16 Juillet 2015
Elle s'appelait TOMOJI. A la croisée du manga et de la bande dessinée, le dernier album de Jiro Taniguchi dépeint un Japon rural des années 20, tout en mettant en scène la rencontre amoureuse entre deux adolescents.
Entre sobriété et sensibilité, l'auteur narre l'histoire de Tomoji Uchida, née en 1912, dans une famille rurale et prospère. Sa vie bascule lorsque son père décède, mais elle peut compter sur le soutien de son frère aîné ainsi que sur sa grand-mère. Malgré de nombreuses souffrances, la force de caractère de la jeune femme la pousse à continuer d'étudier, tout en travaillant dur pour faire vivre sa famille. C'est en croisant le destin de son cousin Fumiaki Ito que la jeune femme découvre le bonheur, en fondant son propre foyer, et quelques années plus tard...un temple, (le temple bouddhiste Shôjushin, situé non loin de Tokyo et à l'origine de cet album). Comme nous le livre l'auteur, à la fin de ce premier volume, sans une demande de la part de ceux qui animent ce lieu sacré, ce livre n'aurait jamais vu le jour!

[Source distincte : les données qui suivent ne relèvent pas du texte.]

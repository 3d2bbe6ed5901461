//! Composition root for the observability core
//!
//! `ObservabilityHub` constructs the four singletons, wires the background
//! timers, and hands out `Arc` handles for injection into producers. There
//! is no ambient global state anywhere in this crate — everything flows from
//! one explicitly constructed hub per process.

use crate::alert::{AlertConfig, AlertEngine};
use crate::audit::{AuditConfig, AuditLogger};
use crate::error::Result;
use crate::event::EventOutcome;
use crate::health::{HealthAggregator, HealthReport};
use crate::metrics::MetricsRegistry;
use crate::sampler::{PerformanceSampler, SamplerConfig};
use std::sync::Arc;

/// Configuration for the whole observability core
#[derive(Debug, Clone, Default)]
pub struct HubConfig {
    pub audit: AuditConfig,
    pub alerts: AlertConfig,
    pub sampler: SamplerConfig,
}

/// One-per-process bundle of the observability singletons
///
/// Construction starts the audit writer/flush tasks, the alert evaluation
/// timer, and the performance sampler; [`ObservabilityHub::close`] stops
/// them in dependency order, draining the audit queue last.
pub struct ObservabilityHub {
    audit: Arc<AuditLogger>,
    metrics: Arc<MetricsRegistry>,
    alerts: Arc<AlertEngine>,
    sampler: Arc<PerformanceSampler>,
    health: HealthAggregator,
}

impl ObservabilityHub {
    /// Validate all configs, build the components, start background tasks
    ///
    /// Must be called from within a tokio runtime. Any configuration or
    /// startup I/O failure aborts construction.
    pub fn new(config: HubConfig) -> Result<Self> {
        let audit = Arc::new(AuditLogger::new(config.audit)?);
        let metrics = Arc::new(MetricsRegistry::new());
        let alerts = Arc::new(AlertEngine::new(config.alerts)?);
        let sampler = Arc::new(PerformanceSampler::new(
            Arc::clone(&metrics),
            config.sampler,
        )?);
        let health = HealthAggregator::new(Arc::clone(&metrics), Arc::clone(&alerts));

        alerts.start_evaluation(Arc::clone(&metrics));
        sampler.start();

        audit.log_system_event("start", EventOutcome::Success, "Observability core started");

        Ok(Self {
            audit,
            metrics,
            alerts,
            sampler,
            health,
        })
    }

    /// Audit pipeline handle for producers
    pub fn audit(&self) -> &Arc<AuditLogger> {
        &self.audit
    }

    /// Metrics registry handle for producers
    pub fn metrics(&self) -> &Arc<MetricsRegistry> {
        &self.metrics
    }

    /// Alert engine handle for producers and the ops surface
    pub fn alerts(&self) -> &Arc<AlertEngine> {
        &self.alerts
    }

    /// Performance sampler handle for the ops surface
    pub fn sampler(&self) -> &Arc<PerformanceSampler> {
        &self.sampler
    }

    /// Current overall health (recomputed on every call)
    pub fn health(&self) -> HealthReport {
        self.health.status()
    }

    /// Stop all background tasks: evaluation and sampling first, then drain
    /// and close the audit pipeline. Idempotent.
    pub async fn close(&self) {
        self.alerts.close().await;
        self.sampler.close().await;
        self.audit
            .log_system_event("shutdown", EventOutcome::Success, "Observability core stopping");
        self.audit.close().await;
    }
}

Taniguchi réussit avec brio à mettre en valeur la jeune femme, sans tomber dans un travail trop hagiographique.
Elle s'appelait Tomoji est avec les Années douces, une des oeuvres au travers desquelles l'auteur dévoile avec simplicité la naissance des sentiments amoureux, et s'attache avec force à un personnage féminin, et cela lui réussit.
Junker. "C'est ainsi que ça s'est passé. Enfin , plus ou moins, Quoique..."Simon SPRUYT ne trompe pas son lecteur : l'uchronie est à la base de son ouvrage.
Réinventant les prémices de la Première Guerre mondiale, l'auteur nous plonge dans une histoire familiale et captivante au coeur de la Prusse au début du XXe siècle. Il dépeint le destin de deux frères, Ludwig et Oswald von Schlitt, issus de la noblesse et qui, entre tradition et honneur, suivent les traces de leur père au sein de l'école des cadets. Mais Ludwig, le cadet, réservé, se détache de son frère et ne sa passionne que pour la mitrailleuse Maxim, jusqu'à ne rêver plus que d'elle et de commettre l'irréparable...Le danger vient toujours de là où on l'attend le moins!
comme dans une chanson bien écrite, le rythme de Junker est soutenu et les temps ne sont jamais morts. le choix des couleurs est harmonieux entre bleu (blues) de Prusse et noir et blanc, tout en mettant en valeur les membres de la famille von Schlitt ainsi que leurs proches, et prenant le soin d'uniformiser le visage des autres personnages, symbole de leur insignifiance. Entre folie guerrière, rêverie mélancolique, et fardeau de l'héritage, Simon Spruyt brille!
La Favorite. Au travers d'un dessin en noir et blanc à la carte à gratter qui se rapproche de la gravure, assez austère au premier abord, mais captivant par la suite, Matthias LEHMANN nous plonge dans le regard de Constance, petite fille (enfin presque...!) au regard acerbe mais juste.
"Enfant, le grenier de ma grand-mère me terrorisait." Dès la première phrase, l'auteur décrit la souffrance de Constance. Entre une grand-mère acariâtre et un grand-père préférant se noyer dans un bon verre de vin plutôt que d'affronter se tyrannique épouse, Constance, petit garçon contraint de se travestir en fille, tente d'échapper à une vie bourgeoise qui l'étouffe. Avec son meilleur et seul ami Noirette, un chat croisé aux détours des bosquets du jardin, Constance refait le monde au travers d'un imagination débordante. Le tableau familial artificiel peint par la revêche grand-mère semble tenir la route jusqu'au jour où un couple de Portugais, avec leurs enfants, s'installe dans la maison de l'ancien gardien...
Matthias Lehmann réussit superbement à déstabiliser son lecteur en installant une situation des plus glauques, entre psychanalyse et sadisme, pour mieux la détourner en utilisant le regard d'un enfant de 10 ans qui évolue et grandit au travers des réactions de son entourage. La tension est maintenue jusqu'au bout, et le dénouement en surprendra plus d'un.